Hair Today, Hair Tomorrow: In Defence of Facial Hair

The satisfaction of a beard well worn.

Hair Today, Hair Tomorrow: In Defence of Facial HairI have had a beard for as long as puberty has allowed, a commitment that is closing in on two decades. Much to my disappointment, the beard-I’m talking about the long beard, in particular-has been appropriated in recent years by the hip young masses, joining skinny jeans and ironic indifference as elements in the uniform of cool. However, this past April, researchers at the University of New South Wales (where apparently they have nothing else to study) posited that the beard trend is nearing its end. They concluded that hipsters had taken facial hair to “peak beard.” My family members, who unequivocally despise a hirsute mug, tried to use the academia to get me to shave, to no avail.

My beard was not born of style, nor is it part of an affected aesthetic. It was born of laziness. Shaving takes me seven to 10 minutes, and I’d rather have that time for sleeping, or watching a third of a sitcom, or considering my mortality. And yet, I could easily be confused with an extra from Girls.

Over the course of my almost 20 years of beard-dom, I have been clean-shaven just once, at my sister’s wedding, reluctantly and at her request. When faced with a clutch of competitive bridesmaids, my sibling chose me as her maid of honour; being smooth-faced seemed only logical. My sister persists in her belief that my beard keeps me from my own nuptials-and not my fear of commitment or insistence upon listing “poet” as my occupation.

The last time I saw my late paternal grandmother, who enjoyed Scotch and controversy, was Christmas dinner 2004. I had recently returned from living on the beaches of Costa Rica, where mirrors and razors were rare and beards most welcome. With her tumbler of Grant’s in one hand, Nana nodded toward me and asked, “Who’s that?” “That’s Michael,” my sister replied. “He’s just so… unattractive,” my grandmother concluded, to the delight of the table. And still the beard remained.

My own parents believe I reached a personal peak beard some time ago.

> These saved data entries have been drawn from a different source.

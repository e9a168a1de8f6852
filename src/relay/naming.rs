pub const PUBLIC_URL_BASE: &str = "https://storage.googleapis.com";
const DEFAULT_EXTENSION: &str = ".jpg";

/// Everything from the last `.` of `original`, or `.jpg`.
pub fn upload_extension(original: Option<&str>) -> &str {
    original
        .and_then(|name| name.rfind('.').map(|idx| &name[idx..]))
        .unwrap_or(DEFAULT_EXTENSION)
}

/// Stored object name for an upload received at `millis` since the epoch.
pub fn upload_filename(original: Option<&str>, millis: i64) -> String {
    format!("{millis}-upload{}", upload_extension(original))
}

pub fn public_url(bucket: &str, name: &str) -> String {
    format!("{PUBLIC_URL_BASE}/{bucket}/{name}")
}
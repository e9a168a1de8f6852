//! Camera pixel formats to packed RGBA.

use anyhow::{Result, anyhow};
use rayon::prelude::*;
use yuv::{
    YuvBiPlanarImage, YuvConversionMode, YuvPackedImage, YuvRange, YuvStandardMatrix,
    yuv_nv12_to_rgba, yuyv422_to_rgba,
};
use zune_jpeg::{
    JpegDecoder,
    zune_core::{bytestream::ZCursor, colorspace::ColorSpace, options::DecoderOptions},
};

use crate::types::Frame;

/// Layout of a raw capture buffer, independent of the capture backend.
#[derive(Clone, Copy, Debug, PartialEq, Eq)]
pub enum PixelLayout {
    Nv12,
    Yuyv,
    Mjpeg,
    Rgb,
    Bgr,
    Gray,
}

/// Decode one capture buffer into a [`Frame`].
///
/// `width`/`height` are the negotiated capture resolution; for MJPEG the
/// dimensions in the JPEG header win.
pub fn convert_to_frame(layout: PixelLayout, data: &[u8], width: u32, height: u32) -> Result<Frame> {
    let (rgba, width, height) = match layout {
        PixelLayout::Nv12 => (nv12_to_rgba(data, width, height)?, width, height),
        PixelLayout::Yuyv => (yuyv_to_rgba(data, width, height)?, width, height),
        PixelLayout::Mjpeg => mjpeg_to_rgba(data)?,
        PixelLayout::Rgb => (packed_to_rgba(data, width, height, 3, |px| [px[0], px[1], px[2]])?, width, height),
        PixelLayout::Bgr => (packed_to_rgba(data, width, height, 3, |px| [px[2], px[1], px[0]])?, width, height),
        PixelLayout::Gray => (packed_to_rgba(data, width, height, 1, |px| [px[0]; 3])?, width, height),
    };
    Ok(Frame::new(rgba, width, height))
}

fn check_len(label: &str, data: &[u8], expected: usize) -> Result<()> {
    if data.len() < expected {
        return Err(anyhow!(
            "{label} buffer too small: got {}, expected {expected}",
            data.len()
        ));
    }
    Ok(())
}

fn nv12_to_rgba(data: &[u8], width: u32, height: u32) -> Result<Vec<u8>> {
    let luma = width as usize * height as usize;
    let chroma = luma / 2;
    check_len("NV12", data, luma + chroma)?;

    let image = YuvBiPlanarImage {
        y_plane: &data[..luma],
        y_stride: width,
        uv_plane: &data[luma..luma + chroma],
        uv_stride: width,
        width,
        height,
    };
    let mut rgba = vec![0u8; luma * 4];
    yuv_nv12_to_rgba(
        &image,
        &mut rgba,
        width * 4,
        YuvRange::Full,
        YuvStandardMatrix::Bt709,
        YuvConversionMode::Balanced,
    )
    .map_err(|err| anyhow!("NV12 conversion failed: {err:?}"))?;
    Ok(rgba)
}

fn yuyv_to_rgba(data: &[u8], width: u32, height: u32) -> Result<Vec<u8>> {
    let pixels = width as usize * height as usize;
    check_len("YUYV", data, pixels * 2)?;

    let packed = YuvPackedImage {
        yuy: data,
        yuy_stride: width * 2,
        width,
        height,
    };
    let mut rgba = vec![0u8; pixels * 4];
    yuyv422_to_rgba(
        &packed,
        &mut rgba,
        width * 4,
        YuvRange::Full,
        YuvStandardMatrix::Bt709,
    )
    .map_err(|err| anyhow!("YUYV conversion failed: {err:?}"))?;
    Ok(rgba)
}

fn mjpeg_to_rgba(data: &[u8]) -> Result<(Vec<u8>, u32, u32)> {
    let options = DecoderOptions::default().jpeg_set_out_colorspace(ColorSpace::RGBA);
    let mut decoder = JpegDecoder::new_with_options(ZCursor::new(data), options);
    let rgba = decoder
        .decode()
        .map_err(|err| anyhow!("MJPEG decode failed: {err:?}"))?;
    let info = decoder
        .info()
        .ok_or_else(|| anyhow!("MJPEG decoder returned no image info"))?;

    let (width, height) = (info.width as u32, info.height as u32);
    let expected = width as usize * height as usize * 4;
    if rgba.len() < expected {
        return Err(anyhow!(
            "MJPEG decode produced {} bytes, expected {expected}",
            rgba.len()
        ));
    }
    Ok((rgba, width, height))
}

/// Expand `bytes_per_pixel`-wide pixels to opaque RGBA via `to_rgb`.
fn packed_to_rgba<F>(data: &[u8], width: u32, height: u32, bytes_per_pixel: usize, to_rgb: F) -> Result<Vec<u8>>
where
    F: Fn(&[u8]) -> [u8; 3] + Sync,
{
    let pixels = width as usize * height as usize;
    check_len("raw", data, pixels * bytes_per_pixel)?;

    let mut rgba = vec![0u8; pixels * 4];
    rgba.par_chunks_exact_mut(4)
        .zip(data.par_chunks_exact(bytes_per_pixel))
        .for_each(|(dst, src)| {
            let [r, g, b] = to_rgb(src);
            dst.copy_from_slice(&[r, g, b, 255]);
        });
    Ok(rgba)
}
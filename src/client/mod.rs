//! Desktop-side access to the relay: HTTP calls, gallery state, thumbnails.

pub mod api;
pub mod gallery;
pub mod thumbnails;

pub use api::{RelayClient, object_name_from_url};
pub use gallery::{ActivityLog, Gallery, GalleryEvent, GalleryState, Toast, ToastKind, is_image_url};
pub use thumbnails::{THUMBNAIL_SIZE, Thumbnail, make_thumbnail};
//! JSON bodies shared by the relay and the desktop client.

use serde::{Deserialize, Serialize};

#[derive(Debug, Clone, PartialEq, Eq, Serialize, Deserialize)]
pub struct UploadResponse {
    pub url: String,
}

#[derive(Debug, Clone, PartialEq, Eq, Serialize, Deserialize)]
pub struct DeleteResponse {
    pub success: bool,
}

#[derive(Debug, Clone, PartialEq, Eq, Serialize, Deserialize)]
pub struct ErrorBody {
    pub error: String,
}

impl ErrorBody {
    pub fn new(message: impl Into<String>) -> Self {
        Self {
            error: message.into(),
        }
    }
}
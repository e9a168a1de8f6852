//! Upload, list and delete endpoints.

use std::sync::Arc;

use axum::{
    Json, Router,
    extract::{Multipart, Path, State, multipart::MultipartRejection},
    http::StatusCode,
    response::{IntoResponse, Response},
    routing::{delete, get, post},
};
use thiserror::Error;

use super::{
    naming::{public_url, upload_filename},
    store::{ObjectStore, StoreError},
    types::{DeleteResponse, ErrorBody, UploadResponse},
};

const DEFAULT_CONTENT_TYPE: &str = "application/octet-stream";
const NO_FILE_MESSAGE: &str = "No file received";

pub type RelayState = Arc<dyn ObjectStore>;

#[derive(Debug, Error)]
pub enum RelayError {
    #[error("{0}")]
    Validation(String),

    #[error(transparent)]
    StoreWrite(StoreError),

    #[error(transparent)]
    Store(StoreError),
}

impl RelayError {
    pub fn status(&self) -> StatusCode {
        match self {
            RelayError::Validation(_) => StatusCode::BAD_REQUEST,
            RelayError::StoreWrite(_) | RelayError::Store(_) => StatusCode::INTERNAL_SERVER_ERROR,
        }
    }
}

impl IntoResponse for RelayError {
    fn into_response(self) -> Response {
        (self.status(), Json(ErrorBody::new(self.to_string()))).into_response()
    }
}

pub fn create_router(state: RelayState) -> Router {
    Router::new()
        .route("/upload", post(upload))
        .route("/files", get(list_files))
        .route("/delete/:filename", delete(delete_file))
        .with_state(state)
}

struct ReceivedFile {
    original_name: Option<String>,
    content_type: Option<String>,
    bytes: Vec<u8>,
}

/// First part named `file`; other parts are ignored.
async fn read_file_part(mut multipart: Multipart) -> Result<Option<ReceivedFile>, RelayError> {
    while let Some(field) = multipart
        .next_field()
        .await
        .map_err(|err| RelayError::Validation(err.body_text()))?
    {
        if field.name() != Some("file") {
            continue;
        }
        let original_name = field.file_name().map(str::to_string);
        let content_type = field.content_type().map(str::to_string);
        let bytes = field
            .bytes()
            .await
            .map_err(|err| RelayError::Validation(err.body_text()))?;
        return Ok(Some(ReceivedFile {
            original_name,
            content_type,
            bytes: bytes.to_vec(),
        }));
    }
    Ok(None)
}

async fn upload(
    State(store): State<RelayState>,
    multipart: Result<Multipart, MultipartRejection>,
) -> Result<Json<UploadResponse>, RelayError> {
    let file = match multipart {
        Ok(multipart) => read_file_part(multipart).await?,
        Err(rejection) => {
            log::debug!("[UPLOAD] not a multipart request: {rejection}");
            None
        }
    };
    let Some(file) = file else {
        log::error!("[UPLOAD] {NO_FILE_MESSAGE}");
        return Err(RelayError::Validation(NO_FILE_MESSAGE.to_string()));
    };

    let name = upload_filename(
        file.original_name.as_deref(),
        chrono::Utc::now().timestamp_millis(),
    );
    log::info!("[UPLOAD] Received {} bytes, naming as: {name}", file.bytes.len());

    let content_type = file.content_type.as_deref().unwrap_or(DEFAULT_CONTENT_TYPE);
    store
        .put(&name, file.bytes, content_type)
        .await
        .map_err(|err| {
            log::error!("[UPLOAD ERROR] store write failed: {err}");
            RelayError::StoreWrite(err)
        })?;

    let url = public_url(store.bucket(), &name);
    log::info!("[UPLOAD] File uploaded. Public URL: {url}");
    Ok(Json(UploadResponse { url }))
}

async fn list_files(State(store): State<RelayState>) -> Result<Json<Vec<String>>, RelayError> {
    let names = store.list().await.map_err(|err| {
        log::error!("[FILES ERROR] Getting files failed: {err}");
        RelayError::Store(err)
    })?;
    let urls: Vec<String> = names
        .iter()
        .map(|name| public_url(store.bucket(), name))
        .collect();
    log::info!("[FILES] Returned {} files", urls.len());
    Ok(Json(urls))
}

async fn delete_file(
    State(store): State<RelayState>,
    Path(filename): Path<String>,
) -> Result<Json<DeleteResponse>, RelayError> {
    store.delete(&filename).await.map_err(|err| {
        log::error!("[DELETE ERROR] {filename}: {err}");
        RelayError::Store(err)
    })?;
    log::info!("[DELETE] Removed {filename}");
    Ok(Json(DeleteResponse { success: true }))
}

Rarely do they miss an opportunity to offer shaving as a solution:

Got dumped again? Maybe if you shaved your beard…

Another manuscript rejected? Maybe if you shaved your beard…

Habs lost in six games to the Rangers? Maybe if you just shaved your beard!

If only they knew its true dangers. When I have the occasional cigarette, the lighter’s flame hovers perilously close to the beard. As if the shame of smoking weren’t enough, the humiliation of third-degree burns as a result of a hair fire would certainly make me the emergency room’s punchline. Occasionally, while eating, the beard gets pulled into my mouth, which is frightening when alone and embarrassing in public. I worry I’ll be the first person to choke to death on his own face locks. And though saddened by my passing, my family would take comfort in the fact that my death proved them right.

But I remain committed to my whiskers, and no Australian pogonological study or disapproving relative will deter me. Should I be found dead in my apartment, a singed elf-lock wedged in my throat and the ghost of my grandmother laughing in the background, know that I do not regret eschewing the razor. My beard will never peak.